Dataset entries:
* * *

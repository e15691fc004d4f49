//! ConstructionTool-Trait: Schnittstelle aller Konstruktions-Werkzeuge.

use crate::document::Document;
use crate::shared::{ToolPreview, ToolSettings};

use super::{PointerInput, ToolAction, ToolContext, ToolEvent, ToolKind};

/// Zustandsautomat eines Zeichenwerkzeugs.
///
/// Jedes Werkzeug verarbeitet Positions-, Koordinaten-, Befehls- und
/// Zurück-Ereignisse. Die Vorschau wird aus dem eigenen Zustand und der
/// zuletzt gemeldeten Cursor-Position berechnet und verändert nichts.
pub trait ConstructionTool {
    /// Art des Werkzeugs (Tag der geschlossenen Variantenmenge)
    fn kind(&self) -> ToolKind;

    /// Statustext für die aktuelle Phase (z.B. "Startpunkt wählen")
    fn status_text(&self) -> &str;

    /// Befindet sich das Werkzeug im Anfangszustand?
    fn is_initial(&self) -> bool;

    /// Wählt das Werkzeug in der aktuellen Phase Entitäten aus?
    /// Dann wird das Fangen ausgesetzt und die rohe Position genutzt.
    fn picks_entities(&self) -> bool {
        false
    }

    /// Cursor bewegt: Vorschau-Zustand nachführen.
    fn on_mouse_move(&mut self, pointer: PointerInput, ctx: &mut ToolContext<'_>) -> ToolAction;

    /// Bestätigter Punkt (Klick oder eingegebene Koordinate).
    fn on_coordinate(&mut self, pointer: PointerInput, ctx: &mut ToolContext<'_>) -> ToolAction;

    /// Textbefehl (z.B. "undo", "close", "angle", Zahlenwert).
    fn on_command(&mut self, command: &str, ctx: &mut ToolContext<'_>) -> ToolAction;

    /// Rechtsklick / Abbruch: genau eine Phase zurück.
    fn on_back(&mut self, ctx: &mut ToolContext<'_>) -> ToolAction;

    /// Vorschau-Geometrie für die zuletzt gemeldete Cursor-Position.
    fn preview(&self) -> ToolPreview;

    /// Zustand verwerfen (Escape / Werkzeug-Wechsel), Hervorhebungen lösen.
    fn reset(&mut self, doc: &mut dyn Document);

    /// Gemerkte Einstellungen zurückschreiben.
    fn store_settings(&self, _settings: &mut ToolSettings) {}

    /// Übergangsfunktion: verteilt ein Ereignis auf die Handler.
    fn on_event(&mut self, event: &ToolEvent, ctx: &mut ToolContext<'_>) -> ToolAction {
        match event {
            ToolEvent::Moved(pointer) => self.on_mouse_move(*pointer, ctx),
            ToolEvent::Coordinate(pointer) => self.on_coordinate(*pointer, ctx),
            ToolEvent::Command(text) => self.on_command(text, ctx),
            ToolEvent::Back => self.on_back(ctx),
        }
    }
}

* * *

WHAT THE TASK REQUIRES: What are the lines above that hold the string "Vorschau"? Copy them.

WRITTEN REPLY:
/// Zurück-Ereignisse. Die Vorschau wird aus dem eigenen Zustand und der
    /// Cursor bewegt: Vorschau-Zustand nachführen.
    /// Vorschau-Geometrie für die zuletzt gemeldete Cursor-Position.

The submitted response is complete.